Titre un peu facile, mais après deux jours là-bas, je suis tombée amoureuse de la ville et des environs. Faut dire aussi que le temps a aidé. La météo annonçait de la pluie, mais en fait je n’ai eu que du beau temps. Je suis arrivée très tôt à Hiroshima en bus de nuit depuis Osaka et j’ai directement rejoint l’auberge J-Hoppers. La réception était fermée, mais les ayant prévenus, ils m’avaient donné le code pour que je puisse profiter de toutes les commodités de l’auberge.
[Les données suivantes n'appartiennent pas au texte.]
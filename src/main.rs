//! Cucumber Commerce - Self-hosted storefront service

use std::sync::Arc;

use anyhow::Result;
use cucumber_commerce::api;
use cucumber_commerce::auth::{Argon2Hasher, TokenSigner};
use cucumber_commerce::state::AppState;
use sqlx::postgres::PgPoolOptions;
use tracing_subscriber::{layer::SubscriberExt, util::SubscriberInitExt};

#[tokio::main]
async fn main() -> Result<()> {
    dotenvy::dotenv().ok();
    tracing_subscriber::registry()
        .with(tracing_subscriber::EnvFilter::try_from_default_env().unwrap_or_else(|_| "info".into()))
        .with(tracing_subscriber::fmt::layer())
        .init();

    let db = PgPoolOptions::new()
        .max_connections(10)
        .connect(&std::env::var("DATABASE_URL")?)
        .await?;
    sqlx::migrate!("./migrations").run(&db).await?;

    let nats = match std::env::var("NATS_URL") {
        Ok(url) => async_nats::connect(&url).await.ok(),
        Err(_) => None,
    };

    let state = AppState {
        db,
        nats,
        tokens: TokenSigner::new(&std::env::var("JWT_SECRET")?),
        hasher: Arc::new(Argon2Hasher),
    };
    let app = api::router(state);

    let port = std::env::var("PORT").unwrap_or_else(|_| "5000".to_string());
    tracing::info!("cucumber-commerce listening on 0.0.0.0:{}", port);
    axum::serve(tokio::net::TcpListener::bind(format!("0.0.0.0:{}", port)).await?, app).await?;
    Ok(())
}
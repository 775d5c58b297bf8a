//! Cucumber Commerce
//!
//! Self-hosted storefront backend: catalog, cart, checkout and orders.
//!
//! ## Features
//! - Product catalog with category / search / featured queries
//! - Client-held cart with durable local persistence
//! - Fixed-point checkout pricing (flat tax, free shipping threshold)
//! - Registration, login and bearer-token auth
//! - Order snapshots with server-side price verification and stock reservation

pub mod api;
pub mod auth;
pub mod domain;
pub mod error;
pub mod session;
pub mod state;

pub use error::{ApiError, ApiResult};
pub use state::AppState;
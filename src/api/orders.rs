//! Order placement and retrieval
//!
//! Submitted totals are never trusted: the server re-prices the lines,
//! checks each unit price against the live catalog, and reserves stock in
//! the same transaction as the insert. A cart whose numbers disagree with
//! the server's is rejected before anything is written.

use axum::{
    extract::{Path, State},
    http::StatusCode,
    Json,
};
use rust_decimal::Decimal;
use serde::Deserialize;
use sqlx::types::Json as Jsonb;
use uuid::Uuid;
use validator::Validate;

use crate::auth::AuthUser;
use crate::domain::events::{self, OrderEvent};
use crate::domain::order::{Order, OrderItem, OrderStatus, PaymentMethod, PaymentStatus};
use crate::domain::pricing;
use crate::domain::user::Address;
use crate::error::{ApiError, ApiResult};
use crate::state::AppState;

#[derive(Debug, Deserialize, Validate)]
#[serde(rename_all = "camelCase")]
pub struct CreateOrderRequest {
    #[validate(length(min = 1, message = "No order items"))]
    pub order_items: Vec<OrderItem>,
    #[validate]
    pub shipping_address: Address,
    pub payment_method: PaymentMethod,
    pub items_price: Decimal,
    pub shipping_price: Decimal,
    pub tax_price: Decimal,
    pub total_price: Decimal,
}

pub async fn create_order(
    State(state): State<AppState>,
    AuthUser(user_id): AuthUser,
    Json(payload): Json<CreateOrderRequest>,
) -> ApiResult<(StatusCode, Json<Order>)> {
    payload.validate()?;
    for item in &payload.order_items {
        if item.quantity == 0 {
            return Err(ApiError::Validation(format!("Invalid quantity for {}", item.name)));
        }
        if item.name.is_empty() || item.image.is_empty() {
            return Err(ApiError::Validation("Order item is missing required fields".to_string()));
        }
    }

    let quoted = pricing::quote(payload.order_items.iter().map(|i| (i.quantity, i.price)));
    if quoted.items_price != payload.items_price
        || quoted.shipping_price != payload.shipping_price
        || quoted.tax_price != payload.tax_price
        || quoted.total_price != payload.total_price
    {
        return Err(ApiError::Validation(
            "Submitted totals do not match the priced cart".to_string(),
        ));
    }

    let mut tx = state.db.begin().await?;
    for item in &payload.order_items {
        let row: Option<(Decimal, i32)> =
            sqlx::query_as("SELECT price, stock FROM products WHERE id = $1 FOR UPDATE")
                .bind(item.product)
                .fetch_optional(&mut *tx)
                .await?;
        let (price, stock) = row.ok_or_else(|| {
            ApiError::Validation(format!("Product no longer available: {}", item.name))
        })?;
        if price != item.price {
            return Err(ApiError::Validation(format!("Price has changed for {}", item.name)));
        }
        if stock < item.quantity as i32 {
            return Err(ApiError::Validation(format!("Insufficient stock for {}", item.name)));
        }
        sqlx::query("UPDATE products SET stock = stock - $2, updated_at = NOW() WHERE id = $1")
            .bind(item.product)
            .bind(item.quantity as i32)
            .execute(&mut *tx)
            .await?;
    }

    let order = sqlx::query_as::<_, Order>(
        "INSERT INTO orders (id, user_id, order_items, shipping_address, payment_method, payment_status, \
                             items_price, shipping_price, tax_price, total_price, order_status, created_at, updated_at) \
         VALUES ($1, $2, $3, $4, $5, $6, $7, $8, $9, $10, $11, NOW(), NOW()) RETURNING *",
    )
    .bind(Uuid::now_v7())
    .bind(user_id)
    .bind(Jsonb(&payload.order_items))
    .bind(Jsonb(&payload.shipping_address))
    .bind(payload.payment_method)
    .bind(PaymentStatus::default())
    .bind(quoted.items_price)
    .bind(quoted.shipping_price)
    .bind(quoted.tax_price)
    .bind(quoted.total_price)
    .bind(OrderStatus::default())
    .fetch_one(&mut *tx)
    .await?;
    tx.commit().await?;

    if let Some(nats) = &state.nats {
        let event = OrderEvent::Placed {
            order_id: order.id,
            user_id,
            total: order.total_price,
        };
        events::publish(nats, &event).await;
    }

    Ok((StatusCode::CREATED, Json(order)))
}

pub async fn my_orders(
    State(state): State<AppState>,
    AuthUser(user_id): AuthUser,
) -> ApiResult<Json<Vec<Order>>> {
    let orders = sqlx::query_as::<_, Order>(
        "SELECT * FROM orders WHERE user_id = $1 ORDER BY created_at DESC",
    )
    .bind(user_id)
    .fetch_all(&state.db)
    .await?;
    Ok(Json(orders))
}

pub async fn get_order(
    State(state): State<AppState>,
    AuthUser(user_id): AuthUser,
    Path(id): Path<Uuid>,
) -> ApiResult<Json<Order>> {
    sqlx::query_as::<_, Order>("SELECT * FROM orders WHERE id = $1 AND user_id = $2")
        .bind(id)
        .bind(user_id)
        .fetch_optional(&state.db)
        .await?
        .map(Json)
        .ok_or_else(|| ApiError::NotFound("Order not found".to_string()))
}
//! Registration, login and profile routes

use axum::{extract::State, http::StatusCode, Json};
use serde::{Deserialize, Serialize};
use sqlx::types::Json as Jsonb;
use uuid::Uuid;
use validator::Validate;

use crate::auth::AuthUser;
use crate::domain::user::{Address, User};
use crate::error::{on_conflict, ApiError, ApiResult};
use crate::state::AppState;

#[derive(Debug, Deserialize, Validate)]
pub struct RegisterRequest {
    #[validate(length(min = 1, message = "Name is required"))]
    pub name: String,
    #[validate(email(message = "A valid email is required"))]
    pub email: String,
    #[validate(length(min = 6, message = "Password must be at least 6 characters"))]
    pub password: String,
    #[serde(default)]
    pub phone: String,
    #[validate]
    pub address: Address,
}

#[derive(Debug, Deserialize)]
pub struct LoginRequest {
    pub email: String,
    pub password: String,
}

#[derive(Debug, Deserialize, Validate)]
pub struct UpdateProfileRequest {
    pub name: Option<String>,
    #[validate(email(message = "A valid email is required"))]
    pub email: Option<String>,
    pub phone: Option<String>,
    #[validate]
    pub address: Option<Address>,
    #[validate(length(min = 6, message = "Password must be at least 6 characters"))]
    pub password: Option<String>,
}

/// Profile plus a signed bearer credential.
#[derive(Debug, Serialize)]
#[serde(rename_all = "camelCase")]
pub struct AuthResponse {
    pub id: Uuid,
    pub name: String,
    pub email: String,
    pub phone: String,
    pub address: Address,
    pub is_admin: bool,
    pub token: String,
}

impl AuthResponse {
    fn new(user: User, token: String) -> Self {
        Self {
            id: user.id,
            name: user.name,
            email: user.email,
            phone: user.phone,
            address: user.address.0,
            is_admin: user.is_admin,
            token,
        }
    }
}

pub async fn register(
    State(state): State<AppState>,
    Json(payload): Json<RegisterRequest>,
) -> ApiResult<(StatusCode, Json<AuthResponse>)> {
    payload.validate()?;

    let existing: Option<(Uuid,)> = sqlx::query_as("SELECT id FROM users WHERE email = $1")
        .bind(&payload.email)
        .fetch_optional(&state.db)
        .await?;
    if existing.is_some() {
        return Err(ApiError::Conflict("User already exists".to_string()));
    }

    let password_hash = state.hasher.hash(&payload.password)?;
    let user = sqlx::query_as::<_, User>(
        "INSERT INTO users (id, name, email, password_hash, phone, address, is_admin, created_at, updated_at) \
         VALUES ($1, $2, $3, $4, $5, $6, FALSE, NOW(), NOW()) RETURNING *",
    )
    .bind(Uuid::now_v7())
    .bind(&payload.name)
    .bind(&payload.email)
    .bind(&password_hash)
    .bind(&payload.phone)
    .bind(Jsonb(&payload.address))
    .fetch_one(&state.db)
    .await
    .map_err(|e| on_conflict(e, "User already exists"))?;

    let token = state.tokens.issue(user.id)?;
    Ok((StatusCode::CREATED, Json(AuthResponse::new(user, token))))
}

pub async fn login(
    State(state): State<AppState>,
    Json(payload): Json<LoginRequest>,
) -> ApiResult<Json<AuthResponse>> {
    let user: Option<User> = sqlx::query_as("SELECT * FROM users WHERE email = $1")
        .bind(&payload.email)
        .fetch_optional(&state.db)
        .await?;

    // Unknown email and bad password are indistinguishable to the caller.
    let user = user
        .ok_or_else(|| ApiError::Authentication("Invalid email or password".to_string()))?;
    if !state.hasher.verify(&payload.password, &user.password_hash)? {
        return Err(ApiError::Authentication("Invalid email or password".to_string()));
    }

    let token = state.tokens.issue(user.id)?;
    Ok(Json(AuthResponse::new(user, token)))
}

pub async fn get_profile(
    State(state): State<AppState>,
    AuthUser(user_id): AuthUser,
) -> ApiResult<Json<User>> {
    sqlx::query_as::<_, User>("SELECT * FROM users WHERE id = $1")
        .bind(user_id)
        .fetch_optional(&state.db)
        .await?
        .map(Json)
        .ok_or_else(|| ApiError::NotFound("User not found".to_string()))
}

/// Partial overwrite: only supplied fields change, and the password is
/// rehashed only when a new one arrives. Returns a fresh credential.
pub async fn update_profile(
    State(state): State<AppState>,
    AuthUser(user_id): AuthUser,
    Json(payload): Json<UpdateProfileRequest>,
) -> ApiResult<Json<AuthResponse>> {
    payload.validate()?;

    let user: User = sqlx::query_as("SELECT * FROM users WHERE id = $1")
        .bind(user_id)
        .fetch_optional(&state.db)
        .await?
        .ok_or_else(|| ApiError::NotFound("User not found".to_string()))?;

    let name = payload.name.unwrap_or(user.name);
    let email = payload.email.unwrap_or(user.email);
    let phone = payload.phone.unwrap_or(user.phone);
    let address = payload.address.unwrap_or(user.address.0);
    let password_hash = match payload.password {
        Some(plain) => state.hasher.hash(&plain)?,
        None => user.password_hash,
    };

    let updated = sqlx::query_as::<_, User>(
        "UPDATE users SET name = $2, email = $3, phone = $4, address = $5, password_hash = $6, updated_at = NOW() \
         WHERE id = $1 RETURNING *",
    )
    .bind(user_id)
    .bind(&name)
    .bind(&email)
    .bind(&phone)
    .bind(Jsonb(&address))
    .bind(&password_hash)
    .fetch_one(&state.db)
    .await
    .map_err(|e| on_conflict(e, "Email already in use"))?;

    let token = state.tokens.issue(updated.id)?;
    Ok(Json(AuthResponse::new(updated, token)))
}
On ne le dira jamais assez, les japonais sont sympas !

Après m’être préparée et avoir acheté de quoi pique-niquer, je pars pour Myjiama, une île en face d’Hiroshima classée au patrimoine mondial de l’Unesco. Pour y aller j’ai pris un tram jusqu’à la gare de ferry et un ferry. Le matin j’avais acheté un pass un jour qui combinait ferry pour Myjiama et tram en illimité. Le pass coûte 840 Yens, l’aller-retour tram+ferry pour Myjiyama 880…

Daim Mijiyama

En arrivant, je suis excitée comme une gamine car je viens de voir un daim traverser la rue, je me calme en réalisant que plus d’une dizaine de daims sont tranquillement en train de faire la grasse matinée sous les arbres en attendant l’arrivée des touristes. Quel comité d’accueil : de jeunes mâles, des plus vieux, des femelles et même des bambis ! (Faux ! Bambi was a son of a biche.) En fait les daims se baladent un peu partout dans les rues de Myjiyama. Des panneaux vous demandent d’ailleurs de ne pas les nourrir ou les toucher. Ce qui n’est pas toujours facile sachant qu’ils viennent se servir. Ainsi pendant que je regardais le plan de l’île, mon déjeuner a failli finir dans l’estomac d’un daim ! Heureusement je suis rapide comme l’éclair quand il s’agit de protéger ma nourriture et seul le sac plastique a été endommagé. Toutefois le daim m’a suivi sur une dizaine de mètres en essayant de voler mon sac !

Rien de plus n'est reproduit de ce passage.